BY ALI RAZA
Machine learning is the engine which drives Face ID, filtering spam emails and recommending
videos for your ‘for you page’. Over the last few years, advancements in AI through apps like
ChatGPT have put a lot of eyes onto machine learning. A subset of this is ‘Computer vision’
which is the machine learning driven process of a computer being able to recognise and
process images for specific purposes. Computer vision can be used in a variety of helpful ways
and you could even use it to make your own apps with nothing but an internet connection. So
while machine driving can aid in tasks such as self-driving cars and Face ID, how can we use it
to aid in the battle against one of humanity’s biggest blights: Cancer?
The accurate diagnosis is crucial for correctly treating any disease, let alone cancer. Doctors
assess the images produced from scans such as MRIs to look for tumours, they can do this
because they have a deep knowledge of anatomy and how tumours can appear with imaging.
With this information they can formulate a treatment plan for the patient to ensure they receive
the fastest and safest recovery. Doctors are humans though, they can not constantly study the
results of medical imaging 24/7, they can make mistakes and also have many other
responsibilities. This is where machine learning comes in. Using a machine learning driven
approach, we can create an algorithm that’s sole purpose is to scan through imaging data 24/7.
Not only does this save the time of the doctor, but is also far more efficient and accurate as the
algorithm can not fatigue or has to take breaks. But how is a computer able to see and process
images?
A computer uses an AI network called a convolutional neural network (CNN) to do this. A CNN
works by segmenting an image into grids of numbers; these numbers can represent things such
as the brightness of a pixel in a black and white image from 0 to 255. A coloured image would
have 3 grids, representing red, green and blue. After breaking the images into grids, the CNN
will look for simple patterns like edges and lines, still in segments. You can imagine it by thinking
of a small window sliding over an image and taking note of lines and edges to get a gist of the
pattern, this is called the convolutional layer. After finding patterns, the CNN makes the image
smaller while keeping the important details to make it easier to process. CNNs do not know
what to look for, they learn from examples. If you keep feeding a CNN images of cats for
example, it will adjust its layers to recognise features commonly found in cats such as pointy
ears or whiskers. You can ‘train’ a CNN by repeatedly feeding images that you want it to be able
to detect and it will adjust its layers to become better at detecting this thing. After the CNN has
fully processed an image, it will give its final verdict on what the image is; for example, if I train it
on images of healthy and cancerous MRI scans of the brain, when I input a new MRI scan, it will
be able to predict if it is has a tumour or not. Starting to see how this can help with cancer
treatment?
If we use a CNN and feed it heaps of data of medical imaging that has healthy and cancerous
images, we can use it to accurately diagnose if a patient has cancer. If it is made properly, it is
more accurate and more efficient than the most specialised doctor. While this sounds very
advanced, machine learning has become very accessible in recent years and you can do this
yourself as long as you have an internet connection. I’ve made a basic brain tumour detector
that uses a premade machine learning model called ResNet. I can input images from MRI scans
of the brain and it can tell me if the images are cancerous or healthy. All I did to do this was find
an online dataset of MRI scans, train my premade model on the dataset and that’s it! After
training on a few hundred images, this was the accuracy I achieved on a set of data that was
used to test how well the model performs.
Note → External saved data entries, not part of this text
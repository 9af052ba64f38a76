//! Error taxonomy shared by the core and reported over the command surface.

use serde::Serialize;
use thiserror::Error;

use crate::config::ConfigError;
use crate::index::IndexError;

/// Errors surfaced by core operations.
#[derive(Debug, Error)]
pub enum CoreError {
    /// No vault registered under this name.
    #[error("vault not found: {0}")]
    VaultNotFound(String),

    /// A vault with this name is already registered.
    #[error("vault already exists: {0}")]
    VaultExists(String),

    /// The requested root would overlap another vault's storage.
    #[error("vault root overlaps an existing vault: {0}")]
    RootOverlap(String),

    /// No note with this title in the vault.
    #[error("note not found in vault '{vault}': {title}")]
    NoteNotFound { vault: String, title: String },

    /// Title is empty or contains path-unsafe characters.
    #[error("invalid title: {0}")]
    InvalidTitle(String),

    /// Underlying file-system failure.
    #[error("storage failure: {0}")]
    Storage(#[from] std::io::Error),

    /// Index database failure.
    #[error("index failure: {0}")]
    Index(#[from] IndexError),

    /// Configuration failure during workspace startup.
    #[error("configuration error: {0}")]
    Config(#[from] ConfigError),

    /// A lock guarding shared state was poisoned by a panicking thread.
    #[error("internal lock poisoned")]
    LockPoisoned,
}

/// Wire-level error categories, stable across commands.
#[derive(Debug, Clone, Copy, PartialEq, Eq, Serialize)]
pub enum ErrorKind {
    NotFound,
    AlreadyExists,
    InvalidInput,
    StorageFailure,
}

impl CoreError {
    /// Collapse the detailed error into its wire category.
    pub fn kind(&self) -> ErrorKind {
        match self {
            CoreError::VaultNotFound(_) | CoreError::NoteNotFound { .. } => {
                ErrorKind::NotFound
            }
            CoreError::VaultExists(_) => ErrorKind::AlreadyExists,
            CoreError::InvalidTitle(_) | CoreError::RootOverlap(_) => {
                ErrorKind::InvalidInput
            }
            CoreError::Storage(_)
            | CoreError::Index(_)
            | CoreError::Config(_)
            | CoreError::LockPoisoned => ErrorKind::StorageFailure,
        }
    }
}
The y-axis represents the accuracy of the model on each batch of data it was given, the x-axis
represents epochs. An epoch refers to a round of data inputted. In this instance, I inputted 30
rounds of data and achieved around 0.9+ accuracy for each epoch, showing my model was
highly accurate. All of this requires little skill and could be achieved by following a YouTube
tutorial, which begs the question: Why is this not used in all hospitals everywhere?
While using computer vision for cancer diagnosis could be revolutionary, especially in
economically deprived areas with a lack of specialists, they are far harder to make than the one
I made if they need to be used in a clinical setting. My model only used around 800 or so
images, a real life model for cancer detection would need hundreds of thousands and potentially
millions. Sourcing this amount of data becomes challenging, especially for rarer types of
cancers. A proposed solution for this is using AI to generate more images that can be used for
training, but this could lead to accuracy issues. A huge amount of computational power is
required to train a CNN. I was able to train mine using an online hosting service called Google
Collab. Google owns the GPUs which I trained my model on and I ‘borrowed’ them temporarily.
For a commercial use, this would likely not be enough and a company would need their own
GPUs that can be very expensive. I used a premade model and trained it on data, this made the
whole process much easier. Making a model from scratch requires much more time and
technical knowledge of advanced maths and computer science, if a model was being used for
something like cancer diagnosis, it can not afford having a low accuracy so it would likely make
a new model specifically for this purpose. Despite all these challenges, computer vision holds
immense potential for revolutionising the way we treat cancer and other complex diseases and
this will only improve as technology advances.